→ **ACTION ITEM**:
Determine how many lines below contain the string "Mutex" and give that number without anything else.

→ **RECORDS SUPPLIED**:
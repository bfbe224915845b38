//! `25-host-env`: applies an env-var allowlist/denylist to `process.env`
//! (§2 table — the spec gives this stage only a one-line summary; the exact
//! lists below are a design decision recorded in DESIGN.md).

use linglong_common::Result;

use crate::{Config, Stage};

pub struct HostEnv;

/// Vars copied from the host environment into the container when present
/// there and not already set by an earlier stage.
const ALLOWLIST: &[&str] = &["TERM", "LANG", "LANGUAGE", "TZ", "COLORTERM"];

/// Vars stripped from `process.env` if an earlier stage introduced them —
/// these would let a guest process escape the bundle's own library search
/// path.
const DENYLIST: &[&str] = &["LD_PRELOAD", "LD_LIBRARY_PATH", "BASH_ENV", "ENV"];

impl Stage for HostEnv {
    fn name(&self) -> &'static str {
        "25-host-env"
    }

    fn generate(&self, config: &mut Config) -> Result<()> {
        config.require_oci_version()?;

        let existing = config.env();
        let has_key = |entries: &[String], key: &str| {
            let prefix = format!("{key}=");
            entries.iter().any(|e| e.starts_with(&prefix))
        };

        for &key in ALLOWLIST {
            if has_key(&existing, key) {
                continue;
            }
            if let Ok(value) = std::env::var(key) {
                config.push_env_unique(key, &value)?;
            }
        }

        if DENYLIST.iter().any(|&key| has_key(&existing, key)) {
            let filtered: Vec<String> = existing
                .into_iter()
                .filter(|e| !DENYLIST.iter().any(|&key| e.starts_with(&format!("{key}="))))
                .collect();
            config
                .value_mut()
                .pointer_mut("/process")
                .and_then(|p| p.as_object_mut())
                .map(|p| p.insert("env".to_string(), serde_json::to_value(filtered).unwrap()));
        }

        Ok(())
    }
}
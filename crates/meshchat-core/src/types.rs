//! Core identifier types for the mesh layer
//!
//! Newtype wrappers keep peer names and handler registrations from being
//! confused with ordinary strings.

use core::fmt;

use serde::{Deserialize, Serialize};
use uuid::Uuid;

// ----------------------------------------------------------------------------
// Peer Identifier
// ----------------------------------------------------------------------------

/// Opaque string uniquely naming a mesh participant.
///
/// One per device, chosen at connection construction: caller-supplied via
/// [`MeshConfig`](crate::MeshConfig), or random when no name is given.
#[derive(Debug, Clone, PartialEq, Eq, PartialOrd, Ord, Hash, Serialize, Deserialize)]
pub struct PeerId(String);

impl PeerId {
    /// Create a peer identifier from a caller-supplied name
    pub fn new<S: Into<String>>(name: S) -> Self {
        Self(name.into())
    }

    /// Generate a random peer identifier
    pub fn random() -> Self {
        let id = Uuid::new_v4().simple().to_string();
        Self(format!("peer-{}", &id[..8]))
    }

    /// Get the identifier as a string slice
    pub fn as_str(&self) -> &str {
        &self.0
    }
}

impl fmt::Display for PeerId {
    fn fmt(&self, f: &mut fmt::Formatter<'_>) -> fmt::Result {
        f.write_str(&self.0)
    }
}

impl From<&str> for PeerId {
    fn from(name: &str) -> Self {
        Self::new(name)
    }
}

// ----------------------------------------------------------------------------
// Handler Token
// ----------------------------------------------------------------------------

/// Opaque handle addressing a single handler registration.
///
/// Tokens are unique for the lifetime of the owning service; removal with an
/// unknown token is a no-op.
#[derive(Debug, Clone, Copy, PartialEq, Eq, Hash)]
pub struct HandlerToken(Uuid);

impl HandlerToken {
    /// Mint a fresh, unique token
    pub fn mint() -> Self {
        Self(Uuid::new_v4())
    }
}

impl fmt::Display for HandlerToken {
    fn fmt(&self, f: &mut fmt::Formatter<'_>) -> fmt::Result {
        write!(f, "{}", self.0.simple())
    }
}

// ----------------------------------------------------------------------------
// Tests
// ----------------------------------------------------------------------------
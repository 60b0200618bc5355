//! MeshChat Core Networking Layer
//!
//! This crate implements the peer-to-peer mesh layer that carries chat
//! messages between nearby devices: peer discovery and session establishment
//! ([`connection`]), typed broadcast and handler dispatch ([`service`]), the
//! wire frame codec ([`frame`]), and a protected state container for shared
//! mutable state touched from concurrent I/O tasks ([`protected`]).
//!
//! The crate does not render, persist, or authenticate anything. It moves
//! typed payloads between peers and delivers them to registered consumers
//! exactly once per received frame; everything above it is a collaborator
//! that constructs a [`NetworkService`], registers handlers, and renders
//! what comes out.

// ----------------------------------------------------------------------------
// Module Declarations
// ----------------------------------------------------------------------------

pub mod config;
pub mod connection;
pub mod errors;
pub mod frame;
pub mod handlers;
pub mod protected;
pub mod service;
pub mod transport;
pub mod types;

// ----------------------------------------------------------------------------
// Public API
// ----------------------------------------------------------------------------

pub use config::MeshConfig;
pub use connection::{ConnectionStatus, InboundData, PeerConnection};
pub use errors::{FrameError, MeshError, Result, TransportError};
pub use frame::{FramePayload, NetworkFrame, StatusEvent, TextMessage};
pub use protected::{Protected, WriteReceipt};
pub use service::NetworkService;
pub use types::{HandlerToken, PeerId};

* * *

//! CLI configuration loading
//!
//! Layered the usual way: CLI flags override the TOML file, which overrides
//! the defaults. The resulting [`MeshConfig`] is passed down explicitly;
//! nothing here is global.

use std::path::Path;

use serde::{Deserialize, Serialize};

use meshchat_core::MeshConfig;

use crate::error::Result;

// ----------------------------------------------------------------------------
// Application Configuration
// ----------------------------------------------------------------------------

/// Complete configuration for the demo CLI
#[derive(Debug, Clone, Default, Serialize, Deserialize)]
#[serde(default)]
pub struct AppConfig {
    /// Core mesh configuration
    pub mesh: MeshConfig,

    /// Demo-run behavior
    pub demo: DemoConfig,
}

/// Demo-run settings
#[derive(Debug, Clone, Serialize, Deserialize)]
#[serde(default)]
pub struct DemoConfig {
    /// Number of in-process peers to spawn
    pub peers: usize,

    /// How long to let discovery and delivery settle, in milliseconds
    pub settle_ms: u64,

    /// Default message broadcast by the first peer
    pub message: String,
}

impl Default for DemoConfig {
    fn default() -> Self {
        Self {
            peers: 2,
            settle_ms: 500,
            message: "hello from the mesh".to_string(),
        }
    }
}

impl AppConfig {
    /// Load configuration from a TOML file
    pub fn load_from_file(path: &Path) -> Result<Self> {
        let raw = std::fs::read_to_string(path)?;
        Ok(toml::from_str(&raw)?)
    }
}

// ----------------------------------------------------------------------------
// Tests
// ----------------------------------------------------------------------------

...

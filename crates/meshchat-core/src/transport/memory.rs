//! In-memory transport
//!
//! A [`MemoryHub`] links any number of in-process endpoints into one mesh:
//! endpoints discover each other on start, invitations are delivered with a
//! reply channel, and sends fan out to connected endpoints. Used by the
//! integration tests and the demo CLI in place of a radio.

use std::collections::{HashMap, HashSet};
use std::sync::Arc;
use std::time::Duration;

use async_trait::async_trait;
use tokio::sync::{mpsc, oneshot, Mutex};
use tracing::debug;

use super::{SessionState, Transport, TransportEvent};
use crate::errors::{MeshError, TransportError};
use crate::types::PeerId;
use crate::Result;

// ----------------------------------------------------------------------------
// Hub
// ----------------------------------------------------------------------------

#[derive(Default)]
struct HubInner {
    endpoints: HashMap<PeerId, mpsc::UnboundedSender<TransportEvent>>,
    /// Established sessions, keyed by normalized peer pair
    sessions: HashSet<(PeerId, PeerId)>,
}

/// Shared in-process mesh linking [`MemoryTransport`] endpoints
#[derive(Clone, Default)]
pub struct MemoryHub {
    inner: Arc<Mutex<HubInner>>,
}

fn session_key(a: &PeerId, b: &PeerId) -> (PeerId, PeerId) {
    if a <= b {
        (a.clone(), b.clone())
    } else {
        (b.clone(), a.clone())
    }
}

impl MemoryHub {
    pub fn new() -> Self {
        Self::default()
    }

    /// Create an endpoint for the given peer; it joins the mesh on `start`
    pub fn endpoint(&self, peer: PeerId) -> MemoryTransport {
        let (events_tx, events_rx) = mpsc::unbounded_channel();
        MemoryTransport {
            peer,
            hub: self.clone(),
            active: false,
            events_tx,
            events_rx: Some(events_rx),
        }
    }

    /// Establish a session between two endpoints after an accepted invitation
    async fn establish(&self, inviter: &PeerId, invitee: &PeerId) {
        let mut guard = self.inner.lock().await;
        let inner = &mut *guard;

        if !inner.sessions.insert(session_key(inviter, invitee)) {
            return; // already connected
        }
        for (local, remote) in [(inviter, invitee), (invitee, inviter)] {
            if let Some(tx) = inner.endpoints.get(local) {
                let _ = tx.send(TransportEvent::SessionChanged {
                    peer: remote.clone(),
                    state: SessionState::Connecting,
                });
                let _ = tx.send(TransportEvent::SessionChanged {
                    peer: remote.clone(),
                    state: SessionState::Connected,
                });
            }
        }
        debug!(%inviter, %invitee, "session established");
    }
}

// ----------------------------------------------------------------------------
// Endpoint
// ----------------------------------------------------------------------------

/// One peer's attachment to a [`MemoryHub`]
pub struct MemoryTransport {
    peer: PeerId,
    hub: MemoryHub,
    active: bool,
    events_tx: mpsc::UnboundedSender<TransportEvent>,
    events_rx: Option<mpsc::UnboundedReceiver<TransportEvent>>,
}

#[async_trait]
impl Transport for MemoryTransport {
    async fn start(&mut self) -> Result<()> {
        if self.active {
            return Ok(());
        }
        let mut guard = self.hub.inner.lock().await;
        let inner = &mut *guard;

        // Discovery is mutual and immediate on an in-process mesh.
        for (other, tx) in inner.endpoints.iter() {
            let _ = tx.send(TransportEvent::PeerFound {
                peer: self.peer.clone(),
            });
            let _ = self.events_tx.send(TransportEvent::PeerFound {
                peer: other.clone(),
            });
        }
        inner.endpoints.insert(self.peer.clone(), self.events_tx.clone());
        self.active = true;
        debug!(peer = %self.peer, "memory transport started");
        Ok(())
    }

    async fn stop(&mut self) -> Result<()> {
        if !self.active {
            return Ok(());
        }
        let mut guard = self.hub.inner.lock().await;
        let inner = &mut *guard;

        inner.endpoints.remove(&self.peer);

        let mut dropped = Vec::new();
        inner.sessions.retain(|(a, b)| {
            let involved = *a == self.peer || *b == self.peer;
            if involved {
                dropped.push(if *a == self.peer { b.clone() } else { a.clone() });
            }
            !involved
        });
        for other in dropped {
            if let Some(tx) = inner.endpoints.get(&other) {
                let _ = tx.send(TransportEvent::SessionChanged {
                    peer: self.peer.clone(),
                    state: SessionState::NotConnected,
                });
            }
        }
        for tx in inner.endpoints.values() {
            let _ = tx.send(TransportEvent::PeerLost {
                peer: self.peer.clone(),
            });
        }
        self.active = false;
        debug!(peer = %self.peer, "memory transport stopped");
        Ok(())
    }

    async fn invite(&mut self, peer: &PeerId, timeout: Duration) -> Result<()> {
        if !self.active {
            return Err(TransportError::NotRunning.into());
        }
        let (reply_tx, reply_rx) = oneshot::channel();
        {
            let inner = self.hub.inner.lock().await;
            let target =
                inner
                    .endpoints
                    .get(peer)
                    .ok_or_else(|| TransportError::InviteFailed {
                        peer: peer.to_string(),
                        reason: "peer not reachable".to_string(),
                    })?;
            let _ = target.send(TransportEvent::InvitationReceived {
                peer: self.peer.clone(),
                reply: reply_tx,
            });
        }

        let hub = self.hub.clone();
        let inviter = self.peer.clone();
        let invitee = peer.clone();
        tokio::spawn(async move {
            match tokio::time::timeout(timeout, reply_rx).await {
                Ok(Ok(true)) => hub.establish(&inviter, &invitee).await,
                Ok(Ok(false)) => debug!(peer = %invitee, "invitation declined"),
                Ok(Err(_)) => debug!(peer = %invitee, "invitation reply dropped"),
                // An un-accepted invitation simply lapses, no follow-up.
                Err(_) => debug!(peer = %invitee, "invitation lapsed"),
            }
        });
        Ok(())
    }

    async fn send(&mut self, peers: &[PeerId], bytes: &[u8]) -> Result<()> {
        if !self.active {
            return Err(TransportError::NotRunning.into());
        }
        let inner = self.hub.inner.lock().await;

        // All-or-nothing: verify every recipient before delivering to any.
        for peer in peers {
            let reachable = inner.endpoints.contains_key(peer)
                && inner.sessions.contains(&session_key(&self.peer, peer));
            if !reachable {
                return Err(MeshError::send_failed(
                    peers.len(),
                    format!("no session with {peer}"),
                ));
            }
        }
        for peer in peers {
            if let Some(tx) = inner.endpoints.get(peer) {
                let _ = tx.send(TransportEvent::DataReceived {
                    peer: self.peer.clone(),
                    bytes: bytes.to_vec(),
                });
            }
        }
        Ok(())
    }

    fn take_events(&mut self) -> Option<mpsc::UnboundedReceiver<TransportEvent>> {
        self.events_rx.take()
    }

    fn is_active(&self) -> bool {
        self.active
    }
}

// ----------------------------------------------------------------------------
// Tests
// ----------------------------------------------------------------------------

→ **ANSWER TO THIS TASK**:
2